Plaintiff argues that the court erred by quoting a section of a document that itself contained a potential error. The court quoted the following section of the Village 12(a) Agreement:

Both the Cook Inlet Region and the Village Corporations desire a legislative resolution that shall insure that the Village Corporations receive their statutory entitlement under ANCSA; and . . . [both] support the legislation attached as Appendix A to this agreement or a version substantially conforming thereto . . . .

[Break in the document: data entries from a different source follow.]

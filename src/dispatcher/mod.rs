//! Synchronous request/response over a pair of lease queues.
//!
//! A [`Dispatcher`] publishes one request to the inbound queue and then
//! waits on the shared outbound queue for the response carrying the same
//! correlation id and run id. Many dispatches, in this process or in
//! others, may wait on the same outbound queue at once; each one consumes
//! only its own response and releases everything else at once.
//!
//! Every dispatch has one absolute deadline, computed from the caller's
//! requested wait and the hosting environment's own deadline (see
//! [`DeadlinePolicy::effective_timeout`](crate::DeadlinePolicy::effective_timeout)).
//! Publishing and every read run under it; when it passes, whatever is in
//! flight is abandoned and the call fails with [`RpcError::Timeout`].

mod deadline;

use std::sync::Arc;
use std::time::Duration;

use tokio::time::{timeout_at, Instant};

use crate::{
    // ---
    clamp_delay,
    clock,
    log_debug,
    log_info,
    CorrelationId,
    Delivery,
    DispatchOutput,
    FilteredConsumer,
    Identity,
    Inspection,
    PollStep,
    QueueBuilder,
    QueuePtr,
    RelayConfig,
    RequestEnvelope,
    ResponseEnvelope,
    Result,
    RpcError,
    RunId,
};

/// A read that returns empty faster than this did not really wait.
const EMPTY_READ_FLOOR: Duration = Duration::from_millis(5);

/// Parameters of one dispatch.
#[derive(Debug, Clone, Default, PartialEq, Eq)]
pub struct DispatchRequest {
    /// Caller-supplied run label. Blank or absent means "generate one".
    pub run_id: Option<String>,

    /// Delivery delay of the request; clamped to 15 minutes.
    pub delay: Duration,

    /// Filler bytes added to the request body.
    pub padding_bytes: usize,

    /// Requested wait. `None` or zero selects the default.
    pub max_wait: Option<Duration>,
}

/// Publishes requests and waits for their correlated responses.
///
/// Cheap to clone; clones share the same queues and configuration.
#[derive(Clone)]
pub struct Dispatcher {
    inner: Arc<Inner>,
}

struct Inner {
    config: Arc<RelayConfig>,
    push: QueuePtr,
    replies: FilteredConsumer,
    push_queue_name: String,
    receive_queue_name: String,
}

impl Dispatcher {
    // ---
    /// Create a dispatcher over already opened queues.
    ///
    /// - `push`: inbound queue the worker reads requests from
    /// - `receive`: shared outbound queue the worker publishes responses to
    pub fn new(config: Arc<RelayConfig>, push: QueuePtr, receive: QueuePtr) -> Self {
        // ---
        let replies = FilteredConsumer::new(
            receive.clone(),
            config.poll.wait_time,
            config.poll.visibility_timeout,
            config.poll.mismatch_backoff,
        );

        Self {
            inner: Arc::new(Inner {
                push_queue_name: push.name().to_string(),
                receive_queue_name: receive.name().to_string(),
                config,
                push,
                replies,
            }),
        }
    }

    /// Open both queues from the URLs in `config` and create a dispatcher.
    ///
    /// # Errors
    ///
    /// Fails if either queue cannot be opened; see [`QueueBuilder::build`].
    pub async fn connect(config: Arc<RelayConfig>) -> Result<Self> {
        // ---
        let push = QueueBuilder::new()
            .uri(config.push_queue_url.as_str())
            .name(config.push_queue_name())
            .build()
            .await?;
        let receive = QueueBuilder::new()
            .uri(config.receive_queue_url.as_str())
            .name(config.receive_queue_name())
            .build()
            .await?;

        Ok(Self::new(config, push, receive))
    }

    /// Shared configuration.
    pub fn config(&self) -> &RelayConfig {
        &self.inner.config
    }

    /// Publish one request and wait for its response.
    ///
    /// `env_deadline` is the deadline of the surrounding invocation, if the
    /// host exposes one.
    ///
    /// # Errors
    ///
    /// - [`RpcError::DeadlineTooClose`]: no time left; nothing was published
    /// - [`RpcError::Publish`]: the request could not be sent
    /// - [`RpcError::ChannelRead`]: reading the outbound queue failed
    /// - [`RpcError::Timeout`]: the deadline passed before the response came
    pub async fn dispatch(
        &self,
        request: DispatchRequest,
        env_deadline: Option<Instant>,
    ) -> Result<DispatchOutput> {
        // ---
        let inner = &self.inner;

        let budget = inner
            .config
            .deadline
            .effective_timeout(request.max_wait, env_deadline);
        if budget.is_zero() {
            return Err(RpcError::DeadlineTooClose);
        }
        let deadline = Instant::now() + budget;

        let identity = Identity::new(
            CorrelationId::generate(),
            RunId::or_generate(request.run_id.as_deref()),
        );

        let dispatch_start = clock::unix_nanos();
        let send_unix_nano = clock::unix_nanos();
        let send_start_unix_nano = clock::unix_nanos();

        let envelope = RequestEnvelope::new(
            &identity.correlation_id,
            &identity.run_id,
            send_unix_nano,
            send_start_unix_nano,
            request.padding_bytes,
        );
        let body = serde_json::to_string(&envelope)?;

        match timeout_at(deadline, inner.push.send(body, clamp_delay(request.delay))).await {
            Err(_elapsed) => return Err(RpcError::Timeout),
            Ok(Err(e)) => return Err(RpcError::Publish(e.to_string())),
            Ok(Ok(message_id)) => {
                log_debug!(
                    "{}: published {} as message {message_id}",
                    inner.push_queue_name,
                    identity.correlation_id
                );
            }
        }
        let send_end_unix_nano = clock::unix_nanos();

        let poll_start_unix_nano = clock::unix_nanos();
        let (response, receive_message_unix_nano) =
            match timeout_at(deadline, self.await_response(&identity, deadline)).await {
                Err(_elapsed) => return Err(RpcError::Timeout),
                Ok(result) => result?,
            };
        let poll_end_unix_nano = clock::unix_nanos();

        log_info!(
            "dispatch {} (run {}) answered after {}ms",
            identity.correlation_id,
            identity.run_id,
            (poll_end_unix_nano - dispatch_start) / 1_000_000
        );

        Ok(DispatchOutput {
            run_id: identity.run_id.to_string(),
            id: identity.correlation_id.to_string(),
            region: inner.config.region.clone(),
            push_queue_name: inner.push_queue_name.clone(),
            receive_queue_name: inner.receive_queue_name.clone(),
            dispatch_start_unix_nano: dispatch_start,
            send_unix_nano,
            send_start_unix_nano,
            send_end_unix_nano,
            poll_start_unix_nano,
            poll_end_unix_nano,
            worker_receive_unix_nano: response.worker_receive_unix_nano,
            worker_done_unix_nano: response.worker_done_unix_nano,
            callback_send_start_unix_nano: response.callback_send_start_unix_nano,
            callback_send_end_unix_nano: response.callback_send_end_unix_nano,
            receive_message_unix_nano,
            sqs_sent_timestamp_ms: response.sqs_sent_timestamp_ms,
            sqs_first_receive_timestamp_ms: response.sqs_first_receive_timestamp_ms,
            sqs_approx_receive_count: response.sqs_approx_receive_count,
        })
    }

    // Consume-or-release until our response shows up. Returns the response
    // and the wall-clock time it was read.
    async fn await_response(
        &self,
        identity: &Identity,
        deadline: Instant,
    ) -> Result<(ResponseEnvelope, i64)> {
        // ---
        let inner = &self.inner;

        loop {
            if Instant::now() >= deadline {
                return Err(RpcError::Timeout);
            }

            let started = Instant::now();
            let step = inner
                .replies
                .poll_once(|delivery| inspect(identity, delivery))
                .await?;

            match step {
                PollStep::Accepted(found) => return Ok(found),
                PollStep::Empty => {
                    if started.elapsed() < EMPTY_READ_FLOOR {
                        tokio::time::sleep(inner.config.poll.empty_backoff).await;
                    }
                }
                PollStep::Released | PollStep::Discarded => {}
            }
        }
    }
}

fn inspect(identity: &Identity, delivery: &Delivery) -> Inspection<(ResponseEnvelope, i64)> {
    // ---
    let received = clock::unix_nanos();

    match ResponseEnvelope::from_json(&delivery.body) {
        Err(e) => Inspection::Poison(RpcError::MalformedResponse(e.to_string()).to_string()),
        Ok(response) if identity.matches(&response) => Inspection::Accept((response, received)),
        Ok(_) => Inspection::Reject,
    }
}
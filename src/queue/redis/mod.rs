//! Redis-backed lease queue.
//!
//! Available with the `transport_redis` feature. Without it the factory
//! returns an error so that [`QueueBuilder`](crate::QueueBuilder) can report
//! a useful message instead of failing to link.

#[cfg(feature = "transport_redis")]
#[allow(clippy::module_inception)]
mod redis;

#[cfg(feature = "transport_redis")]
pub use self::redis::create_queue as create_redis_queue;

#[cfg(not(feature = "transport_redis"))]
pub async fn create_redis_queue(_config: crate::QueueConfig) -> crate::Result<crate::QueuePtr> {
    Err(crate::RpcError::Transport(
        "transport_redis feature is not enabled".into(),
    ))
}
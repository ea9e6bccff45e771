//! Wire format of the request/response envelopes and the correlation
//! identity that binds them.
//!
//! Both envelopes travel as JSON text bodies. Field names are camelCase so
//! that dispatchers and workers written against the same queues in other
//! runtimes can interoperate.
mod correlation;
mod message;

pub use correlation::{CorrelationId, Identity, RunId};
pub use message::{DispatchOutput, RequestEnvelope, ResponseEnvelope};
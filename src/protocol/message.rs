use serde::de::DeserializeOwned;
use serde::{Deserialize, Serialize};

use super::{CorrelationId, RunId};
use crate::MAX_PADDING_BYTES;

// Envelopes are JSON objects. Serde's derive also accepts a sequence and
// maps it onto the fields by position, so the shape is checked first.
fn object_from_str<T: DeserializeOwned>(body: &str) -> serde_json::Result<T> {
    // ---
    let map: serde_json::Map<String, serde_json::Value> = serde_json::from_str(body)?;
    serde_json::from_value(serde_json::Value::Object(map))
}

/// Request published by the dispatcher to the inbound queue.
///
/// Absent fields decode as empty; the worker rejects a request without an
/// `id` or `runId`.
#[derive(Debug, Clone, Default, PartialEq, Eq, Serialize, Deserialize)]
#[serde(rename_all = "camelCase", default)]
pub struct RequestEnvelope {
    /// Correlation ID.
    pub id: String,
    pub send_unix_nano: i64,
    pub send_start_unix_nano: i64,
    pub run_id: String,

    /// Filler used to grow the message body to a requested size.
    #[serde(skip_serializing_if = "String::is_empty")]
    pub padding: String,
}

impl RequestEnvelope {
    // ---
    /// Build a request carrying `padding_bytes` filler characters, at most
    /// [`MAX_PADDING_BYTES`].
    pub fn new(
        correlation_id: &CorrelationId,
        run_id: &RunId,
        send_unix_nano: i64,
        send_start_unix_nano: i64,
        padding_bytes: usize,
    ) -> Self {
        // ---
        Self {
            id: correlation_id.to_string(),
            send_unix_nano,
            send_start_unix_nano,
            run_id: run_id.to_string(),
            padding: "x".repeat(padding_bytes.min(MAX_PADDING_BYTES)),
        }
    }

    /// Decode a request body. Anything but a JSON object is an error.
    pub fn from_json(body: &str) -> serde_json::Result<Self> {
        object_from_str(body)
    }
}

/// Response published by the worker to the outbound queue.
///
/// Every field defaults when absent: a body that is valid JSON but misses
/// fields still parses, and simply fails to match anyone's identity.
#[derive(Debug, Clone, Default, PartialEq, Eq, Serialize, Deserialize)]
#[serde(rename_all = "camelCase", default)]
pub struct ResponseEnvelope {
    /// Correlation ID copied from the request.
    pub id: String,
    pub run_id: String,

    pub region: String,
    pub push_queue_name: String,
    pub receive_queue_name: String,

    // Originating marks copied from the request.
    pub send_unix_nano: i64,
    pub send_start_unix_nano: i64,

    pub worker_receive_unix_nano: i64,
    pub worker_done_unix_nano: i64,
    pub callback_send_start_unix_nano: i64,
    pub callback_send_end_unix_nano: i64,

    // Provenance of the inbound delivery.
    pub sqs_sent_timestamp_ms: i64,
    pub sqs_first_receive_timestamp_ms: i64,
    pub sqs_approx_receive_count: i64,
}

impl ResponseEnvelope {
    /// Decode a response body. Anything but a JSON object is an error.
    pub fn from_json(body: &str) -> serde_json::Result<Self> {
        object_from_str(body)
    }
}

/// Result of a successful dispatch.
///
/// Local marks are taken by the dispatcher; everything prefixed `worker`,
/// `callback` or `sqs` is copied verbatim from the matched response.
#[derive(Debug, Clone, Default, PartialEq, Eq, Serialize, Deserialize)]
#[serde(rename_all = "camelCase")]
pub struct DispatchOutput {
    pub run_id: String,
    pub id: String,

    pub region: String,
    pub push_queue_name: String,
    pub receive_queue_name: String,

    pub dispatch_start_unix_nano: i64,
    pub send_unix_nano: i64,
    pub send_start_unix_nano: i64,
    pub send_end_unix_nano: i64,

    pub poll_start_unix_nano: i64,
    pub poll_end_unix_nano: i64,

    pub worker_receive_unix_nano: i64,
    pub worker_done_unix_nano: i64,
    pub callback_send_start_unix_nano: i64,
    pub callback_send_end_unix_nano: i64,
    pub receive_message_unix_nano: i64,
    pub sqs_sent_timestamp_ms: i64,
    pub sqs_first_receive_timestamp_ms: i64,
    pub sqs_approx_receive_count: i64,
}
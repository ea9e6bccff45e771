// src/domain/queue.rs

//! Queue domain abstractions.
//!
//! A queue here is an unordered, at-least-once, multi-consumer delivery
//! medium with a visibility lease: once a message is delivered to a reader
//! it is hidden from other readers until the lease expires, the message is
//! deleted, or the lease is released early.
//!
//! The dispatcher and worker only ever talk to a queue through the
//! [`Queue`] trait. Concrete implementations live under `src/queue/`.
//! Higher-level semantics such as correlation, filtering and deadlines are
//! handled elsewhere.

use std::sync::Arc;
use std::time::Duration;

use crate::Result;

/// Longest publish delay a queue supports.
pub const MAX_DELAY: Duration = Duration::from_secs(900);

/// Largest filler a request body may carry.
///
/// Matches the 256 KiB message body limit of common queue
/// services.
pub const MAX_PADDING_BYTES: usize = 256 * 1024;

/// How long an undeleted message is kept before the queue drops it.
pub const DEFAULT_RETENTION: Duration = Duration::from_secs(4 * 24 * 60 * 60);

/// Clamp a publish delay into `[0, MAX_DELAY]`.
pub fn clamp_delay(delay: Duration) -> Duration {
    // ---
    delay.min(MAX_DELAY)
}

/// Extract a queue name from a queue URL.
///
/// `https://sqs.eu-west-1.amazonaws.com/123/replies?x=1` → `replies`
pub fn queue_name_from_url(url: &str) -> String {
    // ---
    let base = url.split('?').next().unwrap_or_default();
    base.trim_end_matches('/')
        .rsplit('/')
        .next()
        .unwrap_or_default()
        .to_string()
}

/// Extract a queue name from a resource name of the form
/// `arn:aws:sqs:region:account:queue`.
pub fn queue_name_from_arn(arn: &str) -> String {
    // ---
    arn.rsplit(':').next().unwrap_or_default().to_string()
}

/// Opaque token identifying one particular receive of a message.
///
/// Each receive issues a fresh handle. Operations with a handle from an
/// earlier receive fail with [`RpcError::ReceiptInvalid`](crate::RpcError).
#[derive(Clone, Debug, PartialEq, Eq, Hash)]
pub struct ReceiptHandle(pub Arc<str>);

impl<T> From<T> for ReceiptHandle
where
    T: Into<Arc<str>>,
{
    fn from(value: T) -> Self {
        ReceiptHandle(value.into())
    }
}

/// Channel metadata read alongside each delivered body.
#[derive(Clone, Copy, Debug, Default, PartialEq, Eq)]
pub struct DeliveryAttributes {
    /// When the message was accepted by the queue (ms since epoch).
    pub sent_timestamp_ms: i64,

    /// When the message was first handed to any reader (ms since epoch).
    pub first_receive_timestamp_ms: i64,

    /// How many times the message has been handed out, this receive included.
    pub receive_count: i64,
}

/// A message handed to a reader, together with its lease.
#[derive(Clone, Debug)]
pub struct Delivery {
    // ---
    /// Queue-assigned message identifier. Stable across redeliveries.
    pub message_id: Arc<str>,

    /// Opaque text body.
    pub body: String,

    /// Handle for deleting the message or changing its lease.
    pub receipt: ReceiptHandle,

    pub attributes: DeliveryAttributes,

    /// Name of the queue the message was read from.
    pub source_queue: Arc<str>,
}

/// Parameters of one read.
#[derive(Clone, Copy, Debug, PartialEq, Eq)]
pub struct ReceiveOptions {
    /// Upper bound on the number of messages returned.
    pub max_messages: usize,

    /// Server-side long wait when nothing is visible.
    pub wait_time: Duration,

    /// Lease applied to every returned message.
    pub visibility_timeout: Duration,
}

impl ReceiveOptions {
    /// Read at most one message.
    pub fn single(wait_time: Duration, visibility_timeout: Duration) -> Self {
        Self {
            max_messages: 1,
            wait_time,
            visibility_timeout,
        }
    }
}

impl Default for ReceiveOptions {
    /// - `max_messages`: 1
    /// - `wait_time`: 20s
    /// - `visibility_timeout`: 30s
    fn default() -> Self {
        Self {
            max_messages: 1,
            wait_time: Duration::from_secs(20),
            visibility_timeout: Duration::from_secs(30),
        }
    }
}

/// Shared base state for all queue implementations.
///
/// Each concrete queue embeds this as a field named `base` and returns it
/// from [`Queue::base`].
#[derive(Clone, Debug)]
pub struct QueueBase {
    /// Queue name, used for logging and copied into envelopes.
    pub name: String,

    /// Location the queue was created from.
    pub uri: String,
}

impl From<&QueueConfig> for QueueBase {
    fn from(config: &QueueConfig) -> Self {
        // ---
        Self {
            name: config.name.clone(),
            uri: config.uri.clone(),
        }
    }
}

/// Configuration for creating a queue instance.
///
/// Passed to the queue factory functions (`create_*_queue()`).
#[derive(Clone, Debug)]
pub struct QueueConfig {
    /// Backend URI (e.g. `"memory://replies"`, `"redis://localhost:6379"`).
    pub uri: String,

    /// Queue name.
    pub name: String,

    /// How long an undeleted message is kept.
    pub retention: Duration,
}

impl QueueConfig {
    pub fn new(uri: impl Into<String>, name: impl Into<String>) -> Self {
        Self {
            uri: uri.into(),
            name: name.into(),
            retention: DEFAULT_RETENTION,
        }
    }
}

/// Lease-based queue abstraction.
///
/// Implementations must ensure that:
/// - a delivered message is hidden from other readers until its lease
///   expires, it is deleted, or its visibility is changed;
/// - `change_visibility(receipt, Duration::ZERO)` makes the message visible
///   to the next read;
/// - `receive` returns as soon as a message is visible, or after
///   `wait_time` with an empty batch;
/// - `receive` and `send` are cancel-safe: dropping the future leaves the
///   queue consistent.
///
/// No ordering is guaranteed. The in-memory queue is the reference
/// implementation of these semantics.
#[async_trait::async_trait]
pub trait Queue: Send + Sync {
    // ---
    /// Returns a reference to the shared base state.
    fn base(&self) -> &QueueBase;

    /// Returns the queue name.
    fn name(&self) -> &str {
        &self.base().name
    }

    /// Publish a text body, hidden from readers for `delay`.
    ///
    /// Delays longer than [`MAX_DELAY`] are clamped. Returns the
    /// queue-assigned message identifier.
    async fn send(&self, body: String, delay: Duration) -> Result<Arc<str>>;

    /// Read up to `options.max_messages` visible messages, leasing each one.
    async fn receive(&self, options: ReceiveOptions) -> Result<Vec<Delivery>>;

    /// Remove a delivered message for good.
    async fn delete(&self, receipt: &ReceiptHandle) -> Result<()>;

    /// Replace the remaining lease of a delivered message.
    async fn change_visibility(&self, receipt: &ReceiptHandle, timeout: Duration) -> Result<()>;

    /// Close the queue handle; subsequent operations fail.
    async fn close(&self) -> Result<()>;
}

/// Shared queue pointer.
///
/// `.clone()` is cheap and all clones refer to the same queue.
pub type QueuePtr = Arc<dyn Queue>;

#[cfg(test)]
mod tests {
    // ---
    use super::*;

    #[test]
    fn name_from_url_strips_query_and_path() {
        // ---
        assert_eq!(
            queue_name_from_url("https://sqs.eu-west-1.amazonaws.com/123456789012/replies?a=b"),
            "replies"
        );
        assert_eq!(queue_name_from_url("memory://requests"), "requests");
        assert_eq!(queue_name_from_url("requests/"), "requests");
        assert_eq!(queue_name_from_url(""), "");
    }

    #[test]
    fn name_from_arn_takes_last_segment() {
        // ---
        assert_eq!(
            queue_name_from_arn("arn:aws:sqs:eu-west-1:123456789012:push"),
            "push"
        );
        assert_eq!(queue_name_from_arn("push"), "push");
    }

    #[test]
    fn delay_is_clamped() {
        // ---
        assert_eq!(clamp_delay(Duration::from_secs(5)), Duration::from_secs(5));
        assert_eq!(clamp_delay(Duration::from_secs(3600)), MAX_DELAY);
    }
}
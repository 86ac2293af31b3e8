// SPDX-License-Identifier: AGPL-3.0-or-later
// © 2025 Ryo ∴ SpiralArchitect (kishkavsesvit@icloud.com)
// Part of LayerLens — Licensed under AGPL-3.0-or-later.
// Unauthorized derivative works or closed redistribution prohibited under AGPL §13.

//! Feed-forward layers with forward/backward/update lifecycles and
//! layer-wise relevance propagation (LRP).
//!
//! Each layer owns its parameters and its per-batch caches; `backward`,
//! `update`, and `lrp` operate on the cached forward pass and report
//! [`TensorError::NoCachedForwardPass`] when invoked out of order. Callers
//! drive layers forward in chain order and propagate gradients or relevance
//! backwards in reverse; `clean` releases the caches between batches.

pub mod io;
pub mod layers;
pub mod module;

pub use io::{load_bincode, load_json, save_bincode, save_json};
pub use layers::{Convolution, Rect, SoftMax};
pub use module::{Module, Parameter};

pub use ll_tensor::{PureResult, Tensor, TensorError};
// SPDX-License-Identifier: AGPL-3.0-or-later
// © 2025 Ryo ∴ SpiralArchitect (kishkavsesvit@icloud.com)
// Part of LayerLens — Licensed under AGPL-3.0-or-later.
// Unauthorized derivative works or closed redistribution prohibited under AGPL §13.

use crate::module::Module;
use crate::{PureResult, Tensor, TensorError};

/// Stateless rectification layer, `Y = max(0, X)`.
///
/// The gradient mask comes from the cached output rather than the input, so
/// ties at exactly zero are killed, matching the usual ReLU subgradient
/// convention. Relevance passes through unchanged (the default `lrp`): the
/// layer contributes no redistribution of its own.
#[derive(Debug, Default)]
pub struct Rect {
    output: Option<Tensor>,
}

impl Rect {
    /// Creates a new rectification layer.
    pub fn new() -> Self {
        Self::default()
    }
}

impl Module for Rect {
    fn forward(&mut self, input: &Tensor) -> PureResult<Tensor> {
        let mut output = input.clone();
        for value in output.data_mut() {
            *value = value.max(0.0);
        }
        self.output = Some(output.clone());
        Ok(output)
    }

    fn backward(&mut self, grad_output: &Tensor) -> PureResult<Tensor> {
        let output = self
            .output
            .as_ref()
            .ok_or(TensorError::NoCachedForwardPass { layer: "rect" })?;
        if grad_output.shape() != output.shape() {
            return Err(TensorError::ShapeMismatch {
                left: grad_output.shape(),
                right: output.shape(),
            });
        }
        let mut grad_input = grad_output.clone();
        for (grad, cached) in grad_input.data_mut().iter_mut().zip(output.data().iter()) {
            if *cached == 0.0 {
                *grad = 0.0;
            }
        }
        Ok(grad_input)
    }

    fn clean(&mut self) {
        self.output = None;
    }
}
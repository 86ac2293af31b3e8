// SPDX-License-Identifier: AGPL-3.0-or-later
// © 2025 Ryo ∴ SpiralArchitect (kishkavsesvit@icloud.com)
// Part of LayerLens — Licensed under AGPL-3.0-or-later.
// Unauthorized derivative works or closed redistribution prohibited under AGPL §13.

use crate::{PureResult, Tensor, TensorError};
use std::collections::HashMap;

/// Trainable parameter holding a value tensor and an optional accumulated
/// Euclidean gradient.
pub struct Parameter {
    name: String,
    value: Tensor,
    gradient: Option<Tensor>,
}

impl core::fmt::Debug for Parameter {
    fn fmt(&self, f: &mut core::fmt::Formatter<'_>) -> core::fmt::Result {
        write!(
            f,
            "Parameter(name={},shape={:?},has_grad={})",
            self.name,
            self.value.shape(),
            self.gradient.is_some()
        )
    }
}

impl Parameter {
    /// Creates a new parameter with the provided tensor value.
    pub fn new(name: impl Into<String>, value: Tensor) -> Self {
        Self {
            name: name.into(),
            value,
            gradient: None,
        }
    }

    /// Returns the identifier assigned to the parameter.
    pub fn name(&self) -> &str {
        &self.name
    }

    /// Provides an immutable view into the underlying tensor value.
    pub fn value(&self) -> &Tensor {
        &self.value
    }

    /// Provides a mutable view into the underlying tensor value.
    pub fn value_mut(&mut self) -> &mut Tensor {
        &mut self.value
    }

    /// Returns the currently accumulated gradient, if any.
    pub fn gradient(&self) -> Option<&Tensor> {
        self.gradient.as_ref()
    }

    fn assert_shape(&self, tensor: &Tensor) -> PureResult<()> {
        if self.value.shape() != tensor.shape() {
            return Err(TensorError::ShapeMismatch {
                left: self.value.shape(),
                right: tensor.shape(),
            });
        }
        Ok(())
    }

    /// Accumulates a Euclidean gradient update into the local buffer.
    pub fn accumulate_euclidean(&mut self, update: &Tensor) -> PureResult<()> {
        self.assert_shape(update)?;
        match self.gradient.as_mut() {
            Some(existing) => existing.add_scaled(update, 1.0)?,
            None => {
                self.gradient = Some(update.clone());
            }
        }
        Ok(())
    }

    /// Clears the accumulated gradient.
    pub fn zero_gradient(&mut self) {
        if let Some(grad) = self.gradient.as_mut() {
            for value in grad.data_mut() {
                *value = 0.0;
            }
        }
    }

    /// Applies one gradient-descent step with the supplied learning rate and
    /// resets the accumulator afterwards.
    pub fn apply_step(&mut self, learning_rate: f64) -> PureResult<()> {
        if let Some(grad) = self.gradient.as_mut() {
            self.value.add_scaled(grad, -learning_rate)?;
            for value in grad.data_mut() {
                *value = 0.0;
            }
        }
        Ok(())
    }

    /// Replaces the parameter value with the provided tensor.
    pub fn load_value(&mut self, value: &Tensor) -> PureResult<()> {
        self.assert_shape(value)?;
        self.value = value.clone();
        Ok(())
    }
}

/// Lifecycle contract shared by every LayerLens layer.
///
/// Each layer caches its own forward context; `backward`, `update`, and
/// `lrp` operate on that cache and fail with
/// [`TensorError::NoCachedForwardPass`] when no forward pass preceded them.
/// Stateless layers inherit the pass-through/no-op defaults, which mirror
/// the behavior of an abstract base that leaves most operations blank.
pub trait Module {
    /// Runs a forward pass and caches whatever the other operations need.
    fn forward(&mut self, input: &Tensor) -> PureResult<Tensor>;

    /// Propagates a gradient backwards through the cached pass. The default
    /// hands the gradient through unchanged.
    fn backward(&mut self, grad_output: &Tensor) -> PureResult<Tensor> {
        Ok(grad_output.clone())
    }

    /// Applies one gradient-descent step to any owned parameters. Layers
    /// without parameters inherit this no-op.
    fn update(&mut self, _learning_rate: f64) -> PureResult<()> {
        Ok(())
    }

    /// Redistributes relevance from the cached output back onto the cached
    /// input. The default passes relevance through unchanged.
    fn lrp(&mut self, relevance: &Tensor) -> PureResult<Tensor> {
        Ok(relevance.clone())
    }

    /// Releases the per-batch caches. Intended to be invoked by the caller
    /// between batches.
    fn clean(&mut self) {}

    /// Visits immutable parameters.
    fn visit_parameters(
        &self,
        _visitor: &mut dyn FnMut(&Parameter) -> PureResult<()>,
    ) -> PureResult<()> {
        Ok(())
    }

    /// Visits mutable parameters.
    fn visit_parameters_mut(
        &mut self,
        _visitor: &mut dyn FnMut(&mut Parameter) -> PureResult<()>,
    ) -> PureResult<()> {
        Ok(())
    }

    /// Captures a copy of every parameter tensor keyed by its canonical name.
    fn state_dict(&self) -> PureResult<HashMap<String, Tensor>> {
        let mut state = HashMap::new();
        self.visit_parameters(&mut |param| {
            state.insert(param.name().to_string(), param.value().clone());
            Ok(())
        })?;
        Ok(state)
    }

    /// Restores parameters from a state dictionary produced by
    /// [`Module::state_dict`].
    fn load_state_dict(&mut self, state: &HashMap<String, Tensor>) -> PureResult<()> {
        self.visit_parameters_mut(&mut |param| {
            let Some(value) = state.get(param.name()) else {
                return Err(TensorError::MissingParameter {
                    name: param.name().to_string(),
                });
            };
            param.load_value(value)
        })
    }
}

Id. at 771-72. Plaintiff states that there was no Appendix A attached to the agreement. Defendant concedes that no Appendix A is attached to the agreement currently and that defendant has been unable to locate this alleged appendix. The court was not aware of this fact and corrects its May 30, 1996 opinion insofar as the mysterious status of Appendix A should be noted. Nevertheless, the court did not rely on the existence of Appendix A for any of its findings in this matter, and the parties’ revelation that it might not exist does not affect the court’s ruling.

4) Fourth alleged

Plaintiff claims that the court erred when, in the context of its discussion of the Village 12(a) Agreement — which allowed 12(a) selections to be conveyed directly to the CIRI — it ruled that “plaintiff’s claim that the lands should have been conveyed directly to the Village Corporations is therefore without merit.” Id. at 772. Plaintiff objects because its complaint contains claims regarding the transfer of both 12(a) and 12(b) selections to the CIRI. Plaintiff contends that the court cannot base its finding that plaintiff’s “claim” — meaning its entire claim — has no merit on an agreement that applies only to 12(a) selections, not 12(b) selections.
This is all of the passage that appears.